2. Shares purchased through the automatic reinvestment of quarterly dividends; the price per share reflects a 10% discount on the fair market value, a bonus feature of the plan for all participants.
3. This sale is made pursuant to previously adopted trading instructions intended to comply with Rule 10b5-1(c) promulgated under the Securities Exchange Act of 1933. These trading instructions were adopted on September 18, 2003. The representations regarding material non-public adverse information speaks as of that date.

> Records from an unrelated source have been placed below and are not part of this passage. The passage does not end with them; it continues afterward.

#[cfg(test)]
mod tests {
    use super::*;
    use petal_core::types::{Hash256, TxKernel};

    // ------------------------------------------------------------------
    // Helpers
    // ------------------------------------------------------------------

    fn make_tx(input: u8, fee: Amount, charge: u32) -> Transaction {
        Transaction {
            inputs: vec![Hash256([input; 32])],
            outputs: vec![Hash256([input.wrapping_add(100); 32])],
            kernels: vec![TxKernel {
                fee,
                min_height: 0,
                max_height: u64::MAX,
                bvm_charge: charge,
                nonce: 0,
            }],
            offset: Hash256::ZERO,
        }
    }

    fn add(
        pool: &mut Dependent,
        input: u8,
        fee: Amount,
        parent: Option<DependentId>,
    ) -> Result<DependentId, PoolError> {
        add_charged(pool, input, fee, 0, parent)
    }

    fn add_charged(
        pool: &mut Dependent,
        input: u8,
        fee: Amount,
        charge: u32,
        parent: Option<DependentId>,
    ) -> Result<DependentId, PoolError> {
        let tx = make_tx(input, fee, charge);
        let ctx = TxContext::summarize(&tx).unwrap();
        let key = tx.key();
        let context = Hash256([input ^ 0x5a; 32]);
        pool.add_valid_tx(tx, &ctx, key, context, parent)
    }

    fn assert_cumulative(pool: &Dependent) {
        for id in pool.elements.keys() {
            let e = pool.get(*id).unwrap();
            let base = e
                .parent()
                .map(|p| *pool.get(p).unwrap().cumulative())
                .unwrap_or_default();
            assert_eq!(e.cumulative().fee, base.fee + e.own().fee);
            assert_eq!(e.cumulative().size, base.size + e.own().size);
            assert_eq!(e.cumulative().bvm_charge, base.bvm_charge + e.own().bvm_charge);
            assert_eq!(e.cumulative().depth, base.depth + 1);
        }
    }

    // ------------------------------------------------------------------
    // Insertion
    // ------------------------------------------------------------------

    #[test]
    fn root_has_depth_one() {
        let mut pool = Dependent::default();
        let r = add(&mut pool, 1, 100, None).unwrap();
        let e = pool.get(r).unwrap();
        assert_eq!(e.cumulative().depth, 1);
        assert_eq!(e.cumulative().fee, 100);
        assert_eq!(e.parent(), None);
        assert_eq!(pool.roots().collect::<Vec<_>>(), vec![r]);
    }

    #[test]
    fn chain_accumulates() {
        let mut pool = Dependent::default();
        let a = add_charged(&mut pool, 1, 100, 10, None).unwrap();
        let b = add_charged(&mut pool, 2, 50, 20, Some(a)).unwrap();
        let c = add_charged(&mut pool, 3, 25, 30, Some(b)).unwrap();

        let e = pool.get(c).unwrap();
        assert_eq!(e.cumulative().fee, 175);
        assert_eq!(e.cumulative().bvm_charge, 60);
        assert_eq!(e.cumulative().depth, 3);
        assert_eq!(pool.chain(c), vec![a, b, c]);
        assert_cumulative(&pool);
    }

    #[test]
    fn dangling_parent_rejected() {
        let mut pool = Dependent::default();
        let a = add(&mut pool, 1, 100, None).unwrap();
        pool.delete(a);
        let err = add(&mut pool, 2, 100, Some(a)).unwrap_err();
        assert_eq!(err, PoolError::DanglingParent(a.as_u64()));
        assert!(pool.is_empty());
    }

    #[test]
    fn sibling_conflict_rejected() {
        let mut pool = Dependent::default();
        let root = add(&mut pool, 1, 100, None).unwrap();
        add(&mut pool, 2, 50, Some(root)).unwrap();
        let err = add(&mut pool, 2, 80, Some(root)).unwrap_err();
        assert!(matches!(err, PoolError::DuplicateConflict(_)));
        assert_eq!(pool.len(), 2);
    }

    #[test]
    fn root_conflict_rejected() {
        let mut pool = Dependent::default();
        add(&mut pool, 1, 100, None).unwrap();
        assert!(matches!(add(&mut pool, 1, 90, None), Err(PoolError::DuplicateConflict(_))));
    }

    #[test]
    fn ancestor_conflict_rejected() {
        let mut pool = Dependent::default();
        let a = add(&mut pool, 1, 100, None).unwrap();
        let b = add(&mut pool, 2, 100, Some(a)).unwrap();
        assert!(matches!(add(&mut pool, 1, 100, Some(b)), Err(PoolError::DuplicateConflict(_))));
    }

    #[test]
    fn same_key_in_other_branch_allowed() {
        let mut pool = Dependent::default();
        let a = add(&mut pool, 1, 100, None).unwrap();
        let b = add(&mut pool, 2, 100, None).unwrap();
        add(&mut pool, 3, 10, Some(a)).unwrap();
        add(&mut pool, 3, 10, Some(b)).unwrap();
        let key = make_tx(3, 10, 0).key();
        assert_eq!(pool.find_by_key(&key).len(), 2);
    }

    #[test]
    fn depth_limit() {
        let mut pool = Dependent::new(DependentLimits { max_depth: 2, ..DependentLimits::default() });
        let a = add(&mut pool, 1, 100, None).unwrap();
        let b = add(&mut pool, 2, 100, Some(a)).unwrap();
        let err = add(&mut pool, 3, 100, Some(b)).unwrap_err();
        assert_eq!(err, PoolError::LimitExceeded { what: "depth", value: 3, max: 2 });
    }

    #[test]
    fn charge_limit() {
        let mut pool =
            Dependent::new(DependentLimits { max_bvm_charge: 100, ..DependentLimits::default() });
        let a = add_charged(&mut pool, 1, 10, 60, None).unwrap();
        let err = add_charged(&mut pool, 2, 10, 60, Some(a)).unwrap_err();
        assert!(matches!(err, PoolError::LimitExceeded { what: "bvm charge", .. }));
        assert_eq!(pool.len(), 1);
    }

    #[test]
    fn size_limit() {
        let mut pool = Dependent::new(DependentLimits { max_size: 1, ..DependentLimits::default() });
        assert!(matches!(
            add(&mut pool, 1, 10, None),
            Err(PoolError::LimitExceeded { what: "size", .. })
        ));
    }

    // ------------------------------------------------------------------
    // Best selection
    // ------------------------------------------------------------------

    #[test]
    fn best_follows_fee_rate() {
        let mut pool = Dependent::default();
        let poor = add(&mut pool, 1, 10, None).unwrap();
        assert_eq!(pool.best(), Some(poor));
        let rich = add(&mut pool, 2, 1_000, None).unwrap();
        assert_eq!(pool.best(), Some(rich));
        add(&mut pool, 3, 20, None).unwrap();
        assert_eq!(pool.best(), Some(rich));
    }

    #[test]
    fn cheap_child_does_not_displace_parent() {
        let mut pool = Dependent::default();
        let root = add(&mut pool, 1, 1_000, None).unwrap();
        add(&mut pool, 2, 1, Some(root)).unwrap();
        assert_eq!(pool.best(), Some(root));
    }

    #[test]
    fn rich_child_takes_over() {
        let mut pool = Dependent::default();
        let root = add(&mut pool, 1, 10, None).unwrap();
        let child = add(&mut pool, 2, 10_000, Some(root)).unwrap();
        assert_eq!(pool.best(), Some(child));
        assert_eq!(pool.chain(child), vec![root, child]);
    }

    #[test]
    fn rank_prefers_shallower_then_fee() {
        let a = Cumulative { fee: 100, bvm_charge: 0, size: 100, depth: 1 };
        let b = Cumulative { fee: 100, bvm_charge: 0, size: 100, depth: 2 };
        assert_eq!(rank(&a, &b), Ordering::Greater);

        let c = Cumulative { fee: 200, bvm_charge: 0, size: 200, depth: 1 };
        assert_eq!(rank(&c, &a), Ordering::Greater);
        assert_eq!(rank(&a, &a), Ordering::Equal);
    }

    #[test]
    fn deleting_best_recomputes() {
        let mut pool = Dependent::default();
        let a = add(&mut pool, 1, 50, None).unwrap();
        let b = add(&mut pool, 2, 500, None).unwrap();
        assert_eq!(pool.best(), Some(b));
        pool.delete(b);
        assert_eq!(pool.best(), Some(a));
        pool.delete(a);
        assert_eq!(pool.best(), None);
    }

    #[test]
    fn ids_list_parents_first() {
        let mut pool = Dependent::default();
        let a = add(&mut pool, 1, 100, None).unwrap();
        let b = add(&mut pool, 2, 100, Some(a)).unwrap();
        let c = add(&mut pool, 3, 100, None).unwrap();
        let d = add(&mut pool, 4, 100, Some(b)).unwrap();
        assert_eq!(pool.ids(), vec![a, b, c, d]);

        pool.delete(b);
        assert_eq!(pool.ids(), vec![a, c]);
    }

    // ------------------------------------------------------------------
    // Removal
    // ------------------------------------------------------------------

    #[test]
    fn delete_removes_subtree() {
        let mut pool = Dependent::default();
        let a = add(&mut pool, 1, 100, None).unwrap();
        let b = add(&mut pool, 2, 100, Some(a)).unwrap();
        let c = add(&mut pool, 3, 100, Some(b)).unwrap();
        let d = add(&mut pool, 4, 100, Some(a)).unwrap();
        let other = add(&mut pool, 5, 100, None).unwrap();

        let removed = pool.delete(b);
        assert_eq!(removed, vec![b, c]);
        assert!(pool.get(c).is_none());
        assert_eq!(pool.get(a).unwrap().children().collect::<Vec<_>>(), vec![d]);
        assert_eq!(pool.len(), 3);
        assert_eq!(pool.key_index_len(), 3);
        assert_eq!(pool.context_index_len(), 3);
        assert!(pool.get(other).is_some());
        assert_cumulative(&pool);
    }

    #[test]
    fn delete_unknown_is_noop() {
        let mut pool = Dependent::default();
        assert!(pool.delete(DependentId(9)).is_empty());
    }

    #[test]
    fn clear_resets_everything() {
        let mut pool = Dependent::default();
        let a = add(&mut pool, 1, 100, None).unwrap();
        add(&mut pool, 2, 100, Some(a)).unwrap();
        pool.clear();
        assert!(pool.is_empty());
        assert_eq!(pool.best(), None);
        assert_eq!(pool.key_index_len(), 0);
        assert_eq!(pool.context_index_len(), 0);
        assert_eq!(pool.roots().count(), 0);
        pool.clear();
    }

    // ------------------------------------------------------------------
    // Lookup
    // ------------------------------------------------------------------

    #[test]
    fn find_by_context_and_fluff_flag() {
        let mut pool = Dependent::default();
        let a = add(&mut pool, 7, 100, None).unwrap();
        assert_eq!(pool.find_by_context(&Hash256([7 ^ 0x5a; 32])), Some(a));
        assert_eq!(pool.find_by_context(&Hash256([0; 32])), None);

        assert!(!pool.get(a).unwrap().is_fluff());
        pool.set_fluff(a).unwrap();
        assert!(pool.get(a).unwrap().is_fluff());
        assert_eq!(pool.set_fluff(DependentId(99)), Err(PoolError::UnknownElement(99)));
    }
}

4. Total FCF shares held by Atlas Investment Company, of which Mr. Trimarchi is a 25% owner.
5. Total FCF shares held by County Wide Real Estate, of which Mr. Trimarchi is 50% owner.
6. Total FCF shares held by family interests of which Mr. Trimarchi exercises sole voting and investment power.
7. Total FCF shares owned by Berkshire Securities Corporation. Mr. Trimarchi shares voting and investment power on the shares, along with other directors and officers of Berkshire.
8. Incentive/non-qualified stock option grants--Option to buy. Figures in Column 9 reflect the balance total for each separate option.
Wendy Kelly Reynolds,attorney-in-fact for E. James Trimarchi 02/10/2004
** Signature of Reporting Person Date
Reminder: Report on a separate line for each class of securities beneficially owned directly or indirectly.
* If the form is filed by more than one reporting person, see Instruction 4 (b)(v).
** Intentional misstatements or omissions of facts constitute Federal Criminal Violations See 18 U.S.C. 1001 and 15 U.S.C. 78ff(a).